Directions =>
Print the data that follows, exactly and completely.

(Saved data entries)
***

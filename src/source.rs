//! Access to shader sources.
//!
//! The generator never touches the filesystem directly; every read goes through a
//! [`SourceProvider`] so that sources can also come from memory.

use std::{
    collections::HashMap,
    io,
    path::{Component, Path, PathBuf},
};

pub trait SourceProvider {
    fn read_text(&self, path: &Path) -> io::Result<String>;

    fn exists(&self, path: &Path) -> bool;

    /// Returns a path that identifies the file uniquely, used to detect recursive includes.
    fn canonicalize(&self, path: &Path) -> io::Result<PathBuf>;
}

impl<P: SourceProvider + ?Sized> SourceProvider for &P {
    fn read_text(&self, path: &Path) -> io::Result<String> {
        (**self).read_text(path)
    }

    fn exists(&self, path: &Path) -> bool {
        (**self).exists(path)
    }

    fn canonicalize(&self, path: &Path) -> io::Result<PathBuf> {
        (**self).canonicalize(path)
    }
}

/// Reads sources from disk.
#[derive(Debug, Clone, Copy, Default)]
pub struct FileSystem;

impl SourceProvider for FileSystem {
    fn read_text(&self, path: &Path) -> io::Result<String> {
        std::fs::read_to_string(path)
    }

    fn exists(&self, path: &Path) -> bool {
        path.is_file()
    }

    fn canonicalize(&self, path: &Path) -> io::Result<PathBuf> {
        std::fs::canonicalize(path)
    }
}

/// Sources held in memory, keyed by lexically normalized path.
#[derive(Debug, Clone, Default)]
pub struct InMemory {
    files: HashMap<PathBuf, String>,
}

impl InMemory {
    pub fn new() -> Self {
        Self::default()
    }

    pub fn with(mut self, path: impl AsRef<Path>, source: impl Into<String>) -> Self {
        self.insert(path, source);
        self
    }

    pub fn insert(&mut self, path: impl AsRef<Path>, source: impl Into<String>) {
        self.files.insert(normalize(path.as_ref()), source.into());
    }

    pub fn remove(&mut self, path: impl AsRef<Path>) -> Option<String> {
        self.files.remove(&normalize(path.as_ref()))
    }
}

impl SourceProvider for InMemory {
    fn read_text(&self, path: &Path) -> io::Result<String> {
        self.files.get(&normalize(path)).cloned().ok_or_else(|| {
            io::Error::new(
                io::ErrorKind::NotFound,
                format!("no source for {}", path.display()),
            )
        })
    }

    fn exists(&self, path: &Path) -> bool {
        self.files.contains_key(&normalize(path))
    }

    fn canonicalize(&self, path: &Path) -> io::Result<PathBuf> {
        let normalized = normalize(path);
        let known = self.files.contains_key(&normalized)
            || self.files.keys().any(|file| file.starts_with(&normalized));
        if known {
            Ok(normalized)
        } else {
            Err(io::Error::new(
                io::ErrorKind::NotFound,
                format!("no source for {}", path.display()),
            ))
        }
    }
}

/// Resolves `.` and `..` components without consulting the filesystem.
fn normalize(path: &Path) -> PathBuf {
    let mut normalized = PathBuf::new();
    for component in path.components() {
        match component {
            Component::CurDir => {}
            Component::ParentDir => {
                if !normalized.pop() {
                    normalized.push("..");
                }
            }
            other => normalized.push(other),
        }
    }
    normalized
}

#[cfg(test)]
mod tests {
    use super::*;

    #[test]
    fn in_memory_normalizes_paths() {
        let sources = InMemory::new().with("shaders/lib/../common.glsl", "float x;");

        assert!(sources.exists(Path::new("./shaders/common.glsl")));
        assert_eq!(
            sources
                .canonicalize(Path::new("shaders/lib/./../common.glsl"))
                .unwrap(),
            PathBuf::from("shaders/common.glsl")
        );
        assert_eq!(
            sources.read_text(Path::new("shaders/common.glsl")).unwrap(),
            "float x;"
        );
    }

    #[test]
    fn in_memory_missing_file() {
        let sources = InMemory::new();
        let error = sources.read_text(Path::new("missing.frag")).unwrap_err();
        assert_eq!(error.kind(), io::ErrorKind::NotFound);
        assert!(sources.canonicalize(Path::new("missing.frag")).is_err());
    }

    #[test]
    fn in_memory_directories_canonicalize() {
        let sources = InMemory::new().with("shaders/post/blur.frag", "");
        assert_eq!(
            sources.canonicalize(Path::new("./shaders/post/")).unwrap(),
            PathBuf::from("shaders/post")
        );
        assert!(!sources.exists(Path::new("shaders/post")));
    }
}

***

Result of this task =>
filename src/source.rs
//! Access to shader sources.
//!
//! The generator never touches the filesystem directly; every read goes through a
//! [`SourceProvider`] so that sources can also come from memory.

use std::{
    collections::HashMap,
    io,
    path::{Component, Path, PathBuf},
};

pub trait SourceProvider {
    fn read_text(&self, path: &Path) -> io::Result<String>;

    fn exists(&self, path: &Path) -> bool;

    /// Returns a path that identifies the file uniquely, used to detect recursive includes.
    fn canonicalize(&self, path: &Path) -> io::Result<PathBuf>;
}

impl<P: SourceProvider + ?Sized> SourceProvider for &P {
    fn read_text(&self, path: &Path) -> io::Result<String> {
        (**self).read_text(path)
    }

    fn exists(&self, path: &Path) -> bool {
        (**self).exists(path)
    }

    fn canonicalize(&self, path: &Path) -> io::Result<PathBuf> {
        (**self).canonicalize(path)
    }
}

/// Reads sources from disk.
#[derive(Debug, Clone, Copy, Default)]
pub struct FileSystem;

impl SourceProvider for FileSystem {
    fn read_text(&self, path: &Path) -> io::Result<String> {
        std::fs::read_to_string(path)
    }

    fn exists(&self, path: &Path) -> bool {
        path.is_file()
    }

    fn canonicalize(&self, path: &Path) -> io::Result<PathBuf> {
        std::fs::canonicalize(path)
    }
}

/// Sources held in memory, keyed by lexically normalized path.
#[derive(Debug, Clone, Default)]
pub struct InMemory {
    files: HashMap<PathBuf, String>,
}

impl InMemory {
    pub fn new() -> Self {
        Self::default()
    }

    pub fn with(mut self, path: impl AsRef<Path>, source: impl Into<String>) -> Self {
        self.insert(path, source);
        self
    }

    pub fn insert(&mut self, path: impl AsRef<Path>, source: impl Into<String>) {
        self.files.insert(normalize(path.as_ref()), source.into());
    }

    pub fn remove(&mut self, path: impl AsRef<Path>) -> Option<String> {
        self.files.remove(&normalize(path.as_ref()))
    }
}

impl SourceProvider for InMemory {
    fn read_text(&self, path: &Path) -> io::Result<String> {
        self.files.get(&normalize(path)).cloned().ok_or_else(|| {
            io::Error::new(
                io::ErrorKind::NotFound,
                format!("no source for {}", path.display()),
            )
        })
    }

    fn exists(&self, path: &Path) -> bool {
        self.files.contains_key(&normalize(path))
    }

    fn canonicalize(&self, path: &Path) -> io::Result<PathBuf> {
        let normalized = normalize(path);
        let known = self.files.contains_key(&normalized)
            || self.files.keys().any(|file| file.starts_with(&normalized));
        if known {
            Ok(normalized)
        } else {
            Err(io::Error::new(
                io::ErrorKind::NotFound,
                format!("no source for {}", path.display()),
            ))
        }
    }
}

/// Resolves `.` and `..` components without consulting the filesystem.
fn normalize(path: &Path) -> PathBuf {
    let mut normalized = PathBuf::new();
    for component in path.components() {
        match component {
            Component::CurDir => {}
            Component::ParentDir => {
                if !normalized.pop() {
                    normalized.push("..");
                }
            }
            other => normalized.push(other),
        }
    }
    normalized
}

#[cfg(test)]
mod tests {
    use super::*;

    #[test]
    fn in_memory_normalizes_paths() {
        let sources = InMemory::new().with("shaders/lib/../common.glsl", "float x;");

        assert!(sources.exists(Path::new("./shaders/common.glsl")));
        assert_eq!(
            sources
                .canonicalize(Path::new("shaders/lib/./../common.glsl"))
                .unwrap(),
            PathBuf::from("shaders/common.glsl")
        );
        assert_eq!(
            sources.read_text(Path::new("shaders/common.glsl")).unwrap(),
            "float x;"
        );
    }

    #[test]
    fn in_memory_missing_file() {
        let sources = InMemory::new();
        let error = sources.read_text(Path::new("missing.frag")).unwrap_err();
        assert_eq!(error.kind(), io::ErrorKind::NotFound);
        assert!(sources.canonicalize(Path::new("missing.frag")).is_err());
    }

    #[test]
    fn in_memory_directories_canonicalize() {
        let sources = InMemory::new().with("shaders/post/blur.frag", "");
        assert_eq!(
            sources.canonicalize(Path::new("./shaders/post/")).unwrap(),
            PathBuf::from("shaders/post")
        );
        assert!(!sources.exists(Path::new("shaders/post")));
    }
}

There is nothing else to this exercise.